声音直接在殿中回荡,如同有人在耳边轻声诉说,却又仿佛来自遥远的天边。
“未知大界前辈周游而来,有失远迎。还望前辈,恕罪。”
语气不卑不亢,带着一种属于隐世高人的风骨与对来客的礼节,同时也点明了她已经知晓我的“外来者”身份。
江厌离听到“抱山散人”四个字,身体猛地一震,难以置信地睁大了眼睛,低低地惊呼出声:“抱山散人?……阿羡的师祖……”
她虽未见过抱山散人,甚至关于这位传说中人物的信息也极少,但“抱山散人”是藏色散人的师尊,这一点她是知道的!
魏无羡的师祖!那位传说中避世数百年、修为深不可测的散仙!
我转头看了江厌离一眼,她连忙轻声解释道:“前辈,抱山散人,是阿羡的母亲,藏色散人的师傅。

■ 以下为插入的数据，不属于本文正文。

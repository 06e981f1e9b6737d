use serde::{Deserialize, Serialize};
use std::fmt;

/// Legal person type, encoded by RFC length (13 = individual, 12 = company).
#[derive(Debug, Clone, Copy, Default, PartialEq, Eq, Serialize, Deserialize)]
#[serde(rename_all = "lowercase")]
pub enum PersonType {
    #[default]
    Physical,
    Moral,
}

impl fmt::Display for PersonType {
    fn fmt(&self, f: &mut fmt::Formatter<'_>) -> fmt::Result {
        match self {
            PersonType::Physical => write!(f, "Física"),
            PersonType::Moral => write!(f, "Moral"),
        }
    }
}

/// Printed name split into parts. Mexican policies print surnames first.
#[derive(Debug, Clone, Default, Serialize, Deserialize)]
pub struct NameParts {
    pub paternal_surname: String,
    pub maternal_surname: String,
    pub given_names: String,
}

#[derive(Debug, Clone, Default, Serialize, Deserialize)]
pub struct Address {
    pub street: String,
    pub colony: String,
    pub municipality: String,
    pub state: String,
    pub postal_code: String,
}

/// The policyholder. `name_parts` is populated for physical persons,
/// `company_name` for moral persons; the other stays empty.
#[derive(Debug, Clone, Default, Serialize, Deserialize)]
pub struct Insured {
    pub person_type: PersonType,
    pub name_parts: NameParts,
    pub company_name: String,
    pub tax_id: String,
    pub address: Address,
    pub email: String,
}

#[derive(Debug, Clone, Default, Serialize, Deserialize)]
pub struct PolicyIdentifiers {
    pub number: String,
    pub endorsement: String,
    /// Line-item ("inciso") number within the policy.
    pub item_number: String,
    pub plan: String,
}

/// Policy validity window, ISO dates (`YYYY-MM-DD`).
#[derive(Debug, Clone, Default, Serialize, Deserialize)]
pub struct ValidityPeriod {
    pub start_date: String,
    pub end_date: String,
}

/// Premium breakdown from the billing notice. All amounts are fixed-point
/// decimal strings with two fraction digits; an empty string means the
/// field could not be extracted (a matching alert is always recorded).
#[derive(Debug, Clone, Default, Serialize, Deserialize)]
pub struct FinancialBreakdown {
    pub net_premium: String,
    pub other_discounts: String,
    pub installment_surcharge: String,
    pub issuance_fee: String,
    pub tax: String,
    pub total: String,
}

#[derive(Debug, Clone, Copy, Default, PartialEq, Eq, Serialize, Deserialize)]
#[serde(rename_all = "lowercase")]
pub enum PaymentKind {
    #[default]
    Annual,
    Installment,
}

#[derive(Debug, Clone, Default, Serialize, Deserialize)]
pub struct PaymentPlan {
    pub kind: PaymentKind,
    /// Printed frequency label, e.g. "Trimestral".
    pub frequency: String,
    pub first_installment_amount: String,
    pub subsequent_installment_amount: String,
    pub due_date: String,
    pub grace_period_days: String,
}

#[derive(Debug, Clone, Default, Serialize, Deserialize)]
pub struct Vehicle {
    pub brand: String,
    pub model: String,
    pub year: String,
    pub vin: String,
    pub engine_number: String,
    pub plates: String,
    pub color: String,
    #[serde(rename = "use")]
    pub usage: String,
    pub service: String,
}

/// Sum-insured cell of a coverage row: either an amount or one of the
/// literals insurers print instead of a number.
#[derive(Debug, Clone, PartialEq, Eq, Serialize, Deserialize)]
#[serde(rename_all = "snake_case")]
pub enum SumInsured {
    Amount(String),
    /// "AMPARADA"
    Covered,
    /// "VALOR COMERCIAL"
    CommercialValue,
    /// "VALOR FACTURA"
    InvoiceValue,
}

impl fmt::Display for SumInsured {
    fn fmt(&self, f: &mut fmt::Formatter<'_>) -> fmt::Result {
        match self {
            SumInsured::Amount(v) => write!(f, "{v}"),
            SumInsured::Covered => write!(f, "AMPARADA"),
            SumInsured::CommercialValue => write!(f, "VALOR COMERCIAL"),
            SumInsured::InvoiceValue => write!(f, "VALOR FACTURA"),
        }
    }
}

#[derive(Debug, Clone, Copy, PartialEq, Eq, Serialize, Deserialize)]
#[serde(rename_all = "snake_case")]
pub enum CoverageKind {
    Flat,
    PerEvent,
    Included,
}

#[derive(Debug, Clone, Serialize, Deserialize)]
pub struct Coverage {
    pub name: String,
    pub sum_insured: SumInsured,
    pub deductible: String,
    pub premium: String,
    pub kind: CoverageKind,
}

#[derive(Debug, Clone, Copy, PartialEq, Eq, Serialize, Deserialize)]
#[serde(rename_all = "snake_case")]
pub enum PaymentStatus {
    Pending,
    Overdue,
}

/// One receipt of the payment schedule. `status` is derived against the
/// extraction date, never stored in the document.
#[derive(Debug, Clone, Serialize, Deserialize)]
pub struct ScheduledPayment {
    pub installment_number: u32,
    pub due_date: String,
    pub amount: String,
    pub status: PaymentStatus,
}

#[derive(Debug, Clone, Copy, PartialEq, Eq, Serialize, Deserialize)]
#[serde(rename_all = "snake_case")]
pub enum AlertReason {
    NotFound,
    Malformed,
    LowConfidence,
}

/// A non-fatal extraction problem tied to a single field. Extractors never
/// abort on a missing or malformed value; they record one of these instead.
#[derive(Debug, Clone, Serialize, Deserialize)]
pub struct ExtractionAlert {
    pub field: String,
    pub reason: AlertReason,
    #[serde(default, skip_serializing_if = "String::is_empty")]
    pub detail: String,
}

impl ExtractionAlert {
    pub fn not_found(field: &str) -> Self {
        ExtractionAlert {
            field: field.to_string(),
            reason: AlertReason::NotFound,
            detail: String::new(),
        }
    }

    pub fn malformed(field: &str, raw: &str) -> Self {
        ExtractionAlert {
            field: field.to_string(),
            reason: AlertReason::Malformed,
            detail: raw.to_string(),
        }
    }

    pub fn low_confidence(field: &str, detail: &str) -> Self {
        ExtractionAlert {
            field: field.to_string(),
            reason: AlertReason::LowConfidence,
            detail: detail.to_string(),
        }
    }
}

/// The structured record produced by one extraction call. Created fresh per
/// document and never mutated after it is returned to the caller.
#[derive(Debug, Clone, Default, Serialize, Deserialize)]
pub struct PolicyExtractionResult {
    /// Name of the extractor that produced this record, e.g. "chubb-autos".
    pub extractor: String,
    pub insured: Insured,
    pub identifiers: PolicyIdentifiers,
    pub validity: ValidityPeriod,
    pub financials: FinancialBreakdown,
    pub payment_plan: PaymentPlan,
    /// Present only for auto products.
    #[serde(skip_serializing_if = "Option::is_none")]
    pub vehicle: Option<Vehicle>,
    pub coverages: Vec<Coverage>,
    pub schedule: Vec<ScheduledPayment>,
    #[serde(default, skip_serializing_if = "Vec::is_empty")]
    pub alerts: Vec<ExtractionAlert>,
}
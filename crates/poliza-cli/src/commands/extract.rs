use poliza_core::extraction::pdftotext::PdftotextGlyphSource;
use std::path::PathBuf;

use crate::output;

pub fn run(
    pdf_file: PathBuf,
    output_format: &str,
    output_file: Option<PathBuf>,
) -> Result<(), poliza_core::error::PolizaError> {
    let pdf_bytes = std::fs::read(&pdf_file)?;
    let source = PdftotextGlyphSource::new();
    let result = poliza_core::extract_policy(&pdf_bytes, &source)?;

    match output_file {
        Some(path) => {
            // Always write JSON when saving to file
            let json = serde_json::to_string_pretty(&result)?;
            std::fs::write(&path, json)?;
            eprintln!(
                "Registro extraído con {}, escrito en {}",
                result.extractor,
                path.display()
            );
            if !result.alerts.is_empty() {
                eprintln!("  {} campo(s) con alertas", result.alerts.len());
            }
        }
        None => match output_format {
            "json" => output::json::print(&result)?,
            _ => output::table::print(&result),
        },
    }

    Ok(())
}
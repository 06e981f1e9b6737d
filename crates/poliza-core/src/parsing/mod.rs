pub mod anchor;
pub mod coverage;
pub mod dates;
pub mod frequency;
pub mod money;
pub mod names;
pub mod receipts;
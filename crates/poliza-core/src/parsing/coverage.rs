use crate::model::{Coverage, CoverageKind, SumInsured};
use crate::parsing::money;
use regex::Regex;
use std::sync::LazyLock;

/// Deductible cell: a percentage or a no-deductible literal/code.
static DEDUCTIBLE_RE: LazyLock<Regex> = LazyLock::new(|| {
    Regex::new(r"(?i)\d+(?:\.\d+)?\s*%|NO\s+APLICA|S\.?C\.?G\.?P\.?").unwrap()
});

/// Literal sum-insured cells insurers print instead of an amount.
static SUM_LITERAL_RE: LazyLock<Regex> = LazyLock::new(|| {
    Regex::new(r"(?i)VALOR\s+COMERCIAL|VALOR\s+FACTURA|AMPARADA").unwrap()
});

static PER_EVENT_RE: LazyLock<Regex> =
    LazyLock::new(|| Regex::new(r"(?i)POR\s+EVENTO").unwrap());

/// Column headers of the table itself; these never start a data row.
static HEADER_RE: LazyLock<Regex> = LazyLock::new(|| {
    Regex::new(r"(?i)SUMA\s+ASEGURADA|^\s*COBERTURAS?\b|^\s*DEDUCIBLE\b|^\s*PRIMA\s*$").unwrap()
});

/// Locate the coverage-table span: the lines after the coverages header,
/// up to (excluding) the first line matching a financial label. Financial
/// labels mark the end of the table and must never be read as rows.
pub fn coverage_span<'a>(
    lines: &[&'a str],
    header: &Regex,
    financial_label: &Regex,
) -> Vec<&'a str> {
    let Some(start) = lines.iter().position(|l| header.is_match(l)) else {
        return Vec::new();
    };
    let start = start + 1;
    let end = lines[start..]
        .iter()
        .position(|l| financial_label.is_match(l))
        .map(|offset| start + offset)
        .unwrap_or(lines.len());
    lines[start..end].to_vec()
}

/// Reconstruct coverage rows from a table span.
///
/// A row's name or cells may wrap across two raw lines, so consecutive
/// lines are accumulated until the accumulation ends in a monetary token;
/// that trailing token is the row's premium. Scanning backward from it:
/// the deductible token, then the sum-insured token, and whatever text
/// remains is the coverage name. Accumulations that never reach a monetary
/// token are discarded as non-data lines (headers, notes).
pub fn parse_coverage_rows(span: &[&str]) -> Vec<Coverage> {
    let mut rows = Vec::new();
    let mut pending: Option<String> = None;

    for raw in span {
        let line = raw.trim();
        // Table rows print in uppercase; prose notes do not and must never
        // glue onto a data row.
        if line.is_empty() || HEADER_RE.is_match(line) || is_note_line(line) {
            pending = None;
            continue;
        }

        let accumulated = match pending.take() {
            Some(prev) => format!("{} {}", prev, line),
            None => line.to_string(),
        };

        if money::ends_with_amount(&accumulated) {
            if let Some(row) = parse_row(&accumulated) {
                rows.push(row);
            }
        } else {
            // Keep at most one wrapped line; an older one was a non-data line.
            pending = Some(if accumulated.len() > line.len() {
                line.to_string()
            } else {
                accumulated
            });
        }
    }

    rows
}

fn is_note_line(line: &str) -> bool {
    line.chars().any(|c| c.is_lowercase())
}

fn parse_row(row: &str) -> Option<Coverage> {
    let trimmed = row.trim();
    let (premium_range, premium_raw) = money::last_amount(trimmed)?;
    let premium = money::normalize_amount(&premium_raw)?;
    let kind_hint_per_event = PER_EVENT_RE.is_match(trimmed);

    let mut rest = trimmed[..premium_range.start].trim_end();

    // Deductible sits right before the premium when present.
    let mut deductible = String::new();
    if let Some(m) = DEDUCTIBLE_RE.find_iter(rest).last() {
        deductible = m.as_str().trim().to_string();
        rest = rest[..m.start()].trim_end();
    }

    // Sum insured: a literal beats an amount; otherwise the last amount.
    let (sum_insured, name_end) = match SUM_LITERAL_RE.find_iter(rest).last() {
        Some(m) => (literal_sum(m.as_str()), m.start()),
        None => match money::last_amount(rest) {
            Some((range, raw)) => {
                let amount = money::normalize_amount(&raw)?;
                (SumInsured::Amount(amount), range.start)
            }
            None => return None,
        },
    };

    let name = rest[..name_end].trim().trim_end_matches([':', '-']).trim();
    if name.is_empty() {
        return None;
    }

    let kind = if kind_hint_per_event {
        CoverageKind::PerEvent
    } else if sum_insured == SumInsured::Covered {
        CoverageKind::Included
    } else {
        CoverageKind::Flat
    };

    Some(Coverage {
        name: name.to_string(),
        sum_insured,
        deductible,
        premium,
        kind,
    })
}

fn literal_sum(text: &str) -> SumInsured {
    let upper = text.to_uppercase();
    if upper.contains("COMERCIAL") {
        SumInsured::CommercialValue
    } else if upper.contains("FACTURA") {
        SumInsured::InvoiceValue
    } else {
        SumInsured::Covered
    }
}
use regex::Regex;
use rust_decimal::Decimal;
use std::str::FromStr;
use std::sync::LazyLock;

/// Monetary token: "$8,223.32", "$ 950", "1,443.58" or "8223.32".
///
/// A bare integer is not accepted — street numbers, years and page numbers
/// would otherwise pass as amounts. A plain number only qualifies with
/// thousands separators or exactly two decimal digits.
static MONEY_RE: LazyLock<Regex> = LazyLock::new(|| {
    Regex::new(
        r"\$\s*\d{1,3}(?:,\d{3})*(?:\.\d{1,2})?|\$\s*\d+(?:\.\d{1,2})?|\d{1,3}(?:,\d{3})+(?:\.\d{1,2})?\b|\d+\.\d{2}\b",
    )
    .unwrap()
});

/// First monetary token in `s`. Shaped as an acceptor for
/// [`crate::parsing::anchor::find_anchored_value`].
pub fn accept_amount(s: &str) -> Option<String> {
    MONEY_RE.find(s).map(|m| m.as_str().to_string())
}

/// Last monetary token in `s`, with its byte range.
pub fn last_amount(s: &str) -> Option<(std::ops::Range<usize>, String)> {
    MONEY_RE
        .find_iter(s)
        .last()
        .map(|m| (m.range(), m.as_str().to_string()))
}

/// True when the trailing non-space text of `s` is a monetary token.
pub fn ends_with_amount(s: &str) -> bool {
    let trimmed = s.trim_end();
    MONEY_RE
        .find_iter(trimmed)
        .last()
        .map(|m| m.end() == trimmed.len())
        .unwrap_or(false)
}

/// Normalize a monetary token to a fixed-point string with two fraction
/// digits: "$8,223.32" -> "8223.32", "1,443.58" -> "1443.58",
/// "8180" -> "8180.00". Returns `None` when `raw` does not parse as an
/// amount; callers keep the raw string and record a malformed alert, so
/// this never throws away data and never panics.
pub fn normalize_amount(raw: &str) -> Option<String> {
    let cleaned = raw
        .trim()
        .trim_start_matches('$')
        .trim()
        .replace(',', "");
    if cleaned.is_empty() {
        return None;
    }
    let value = Decimal::from_str(&cleaned).ok()?;
    Some(format!("{:.2}", value))
}

#[cfg(test)]
mod tests {
    use super::*;

    #[test]
    fn test_normalize_dollar_prefixed() {
        assert_eq!(normalize_amount("$8,223.32").as_deref(), Some("8223.32"));
    }

    #[test]
    fn test_normalize_thousands() {
        assert_eq!(normalize_amount("1,443.58").as_deref(), Some("1443.58"));
    }

    #[test]
    fn test_normalize_pads_fraction() {
        assert_eq!(normalize_amount("8180").as_deref(), Some("8180.00"));
        assert_eq!(normalize_amount("$ 950.5").as_deref(), Some("950.50"));
    }

    #[test]
    fn test_normalize_rejects_garbage() {
        assert!(normalize_amount("not a number").is_none());
        assert!(normalize_amount("").is_none());
        assert!(normalize_amount("$").is_none());
    }

    #[test]
    fn test_accept_rejects_bare_integers() {
        // Street number and year must not read as amounts
        assert!(accept_amount("AV INSURGENTES SUR 1234").is_none());
        assert!(accept_amount("Modelo 2022").is_none());
    }

    #[test]
    fn test_accept_two_decimal_plain() {
        assert_eq!(accept_amount("importe 6326.72 pesos").as_deref(), Some("6326.72"));
    }

    #[test]
    fn test_accept_dollar_integer() {
        assert_eq!(accept_amount("pago $ 950").as_deref(), Some("$ 950"));
    }

    #[test]
    fn test_ends_with_amount() {
        assert!(ends_with_amount("DAÑOS MATERIALES VALOR COMERCIAL 5% 3,804.00"));
        assert!(ends_with_amount("RC 3,000,000.00 NO APLICA 1,771.44  "));
        assert!(!ends_with_amount("GASTOS MÉDICOS OCUPANTES"));
        assert!(!ends_with_amount("SUMA ASEGURADA DEDUCIBLE PRIMA"));
    }

    #[test]
    fn test_last_amount_range() {
        let (range, token) = last_amount("200,000.00 POR EVENTO 462.00").unwrap();
        assert_eq!(token, "462.00");
        assert_eq!(&"200,000.00 POR EVENTO 462.00"[range], "462.00");
    }

    #[test]
    fn test_three_decimals_not_truncated_into_amount() {
        // "1234.567" must not yield a phantom "1234.56"
        assert!(accept_amount("medida 1234.567").is_none());
    }
}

”
我微微颔首,示意知道了。
而这时,那回荡在殿中的女声再次响起,这一次,似乎带着一丝不易察觉的关切与探究,不再只是礼节性的问候:
“藏色的儿子?是给魏长泽生的么?”
她问得很直接,语气中带着一种长辈对晚辈下落的自然询问,似乎对藏色散人这个徒弟的私事并非一无所知,但也并非完全清楚。
江厌离定了定神,压下心中的震惊与激动,对着声音传来的方向,其实并无具体方位,恭敬地行了一个标准的晚辈礼,声音清晰而温婉:
“云梦江氏江厌离,敬告抱山前辈。我师弟魏无羡,正是魏长泽叔叔与藏色散人的儿子,也就是……您的徒孙。”
她证实了魏无羡的身份。
殿内安静了一瞬。
随即,抱山散人的声音再次响起,这一次,语气中多了一丝明显的波动,那是关切混合着疑惑,甚至……一丝隐隐的愠怒?
“那么,请问……前辈。”
她的声音依旧平和,但每一个字都仿佛带着千钧之力,敲击在人的心头:
“我这徒孙,如何得罪了前辈?竟然……被前辈遣去了乱葬岗那等绝地?”
她的用词很讲究,“得罪”、“遣去”、“绝地”。显然,她通过某种方式,很可能是与地脉相连的神念感知知晓了魏无羡、蓝忘机以及仙门百家众多修士前往乱葬岗的事情,并且认为这是我“有意为之”,是针对魏无羡的“惩罚”或“发配”。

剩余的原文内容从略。